Maybe we can agree that what we want to do is design and build great digital services for local people rather than looking at this as the design and build of a single “website” for “councils”. Part of the problem here might be that we each come at this from sightly different digital places. The different mind-sets I think are roughly,
- digital = council websites / transactions / information
- digital = social media / conversation
- digital = service design / social innovation
- digital = participation / democracy
- digital = devices (this one less prominent in my network)
But we should really all be thinking and talking like this
- users and communities = digital
The GDS conversation is quite naturally taking a website perspective (even if we have good user-centric thoughts behind this) but what would be the effect on the work if we were disciplined about putting users and communities first, perhaps by creating ways to collectively and openly establish user needs first and *then* consider how to design and build digital services to meet them? What kind of partnership working emerges if we work at it this way? It might sometimes be about collaborating with other councils, but, perhaps more challengingly for local government officers, it might be about forging new partnerships on a sound business footing with other departments, other local public services or digital agencies and entrepreneurs.

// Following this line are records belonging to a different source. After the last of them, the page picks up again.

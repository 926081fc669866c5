//! Snapshot tests of observable client state.

use parley_client::{JoinForm, Language};
use parley_harness::{Input, SimWorld};

#[tokio::test]
async fn joined_client_view() {
    let mut world = SimWorld::new(1);
    let alice = world.add_client().await;
    let bob = world.add_client().await;
    world.run_until_quiescent().await.expect("connect settles");

    world.input(alice, Input::Join(JoinForm::new("alice", Some(Language::Japanese), "lobby")));
    world.run_until_quiescent().await.expect("join settles");
    world.input(bob, Input::Join(JoinForm::new("bob", Some(Language::English), "lobby")));
    world.run_until_quiescent().await.expect("join settles");

    let snapshot = world.snapshot();
    let client = &snapshot.clients[alice];

    insta::assert_json_snapshot!(client.app, { ".banner" => "[banner]" }, @r#"
    {
      "identity": {
        "display_name": "alice",
        "language": "ja",
        "room": "lobby"
      },
      "joined": true,
      "roster": [
        "alice",
        "bob"
      ],
      "health": "Connected",
      "translation_available": true,
      "banner": "[banner]",
      "can_send": true
    }
    "#);
}

#[tokio::test]
async fn transcript_lines() {
    let mut world = SimWorld::new(1);
    let alice = world.add_client().await;
    let bob = world.add_client().await;
    world.run_until_quiescent().await.expect("connect settles");

    world.input(alice, Input::Join(JoinForm::new("alice", Some(Language::French), "")));
    world.run_until_quiescent().await.expect("join settles");
    world.input(bob, Input::Join(JoinForm::new("bob", Some(Language::Italian), "")));
    world.run_until_quiescent().await.expect("join settles");
    world.input(bob, Input::Send("ciao".into()));
    world.run_until_quiescent().await.expect("message settles");

    let snapshot = world.snapshot();
    insta::assert_json_snapshot!(snapshot.clients[alice].transcript, @r#"
    [
      "* alice joined the chat",
      "* bob joined the chat",
      "[00:00:00] bob: [fr] ciao [translated]"
    ]
    "#);
}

The aim must ultimately be for us to work to help a new kind of local commissioning approach emerge that has digital in its DNA (something I’m thinking a lot about), not about a new way for web teams to work and get efficiencies. But I do think this approach *can* emerge out of web teams just like it can emerge from elsewhere – the key is to stay true to the methodology and be brave – trying hard to put together mixed teams from outside departmental or organisational silos. The diagram below is quite a neat way to describe the design process and how it draws people together (from Jens Otto Lenge, “Service Design meets Agile“).
I’d encourage Localgov Digital to look at facilitating a few useful, small projects to make a concrete start. Create some themes and formulate some problems through an event or two and use the right kind of online tool and communications drive to attract people to projects (an ideas platform that allows the shaping of problems, the creation of the teams, some stuff to help co-ordination and the ability to post of progress updates openly during the project).
People will join projects that help them meet their own current goals most likely, and the face-to-face time can be kept low to make the whole thing feasible. The teams would almost certainly need some help to make sure the user-centred design approach is adhered to (GDS, Futuregov, Innovation Unit, Design Council). By having a good online presence where people can track progress and see success, a virtuous circle can be built, and more collaboration stimulated.
As small islands of success spring up, where projects are clearly doing something quite different to “council business” , we will see commissioners start to take note. And maybe those teams will start to get asked to solve bigger and bigger social problems.
So, even if it’s just one project … do it. Make something good.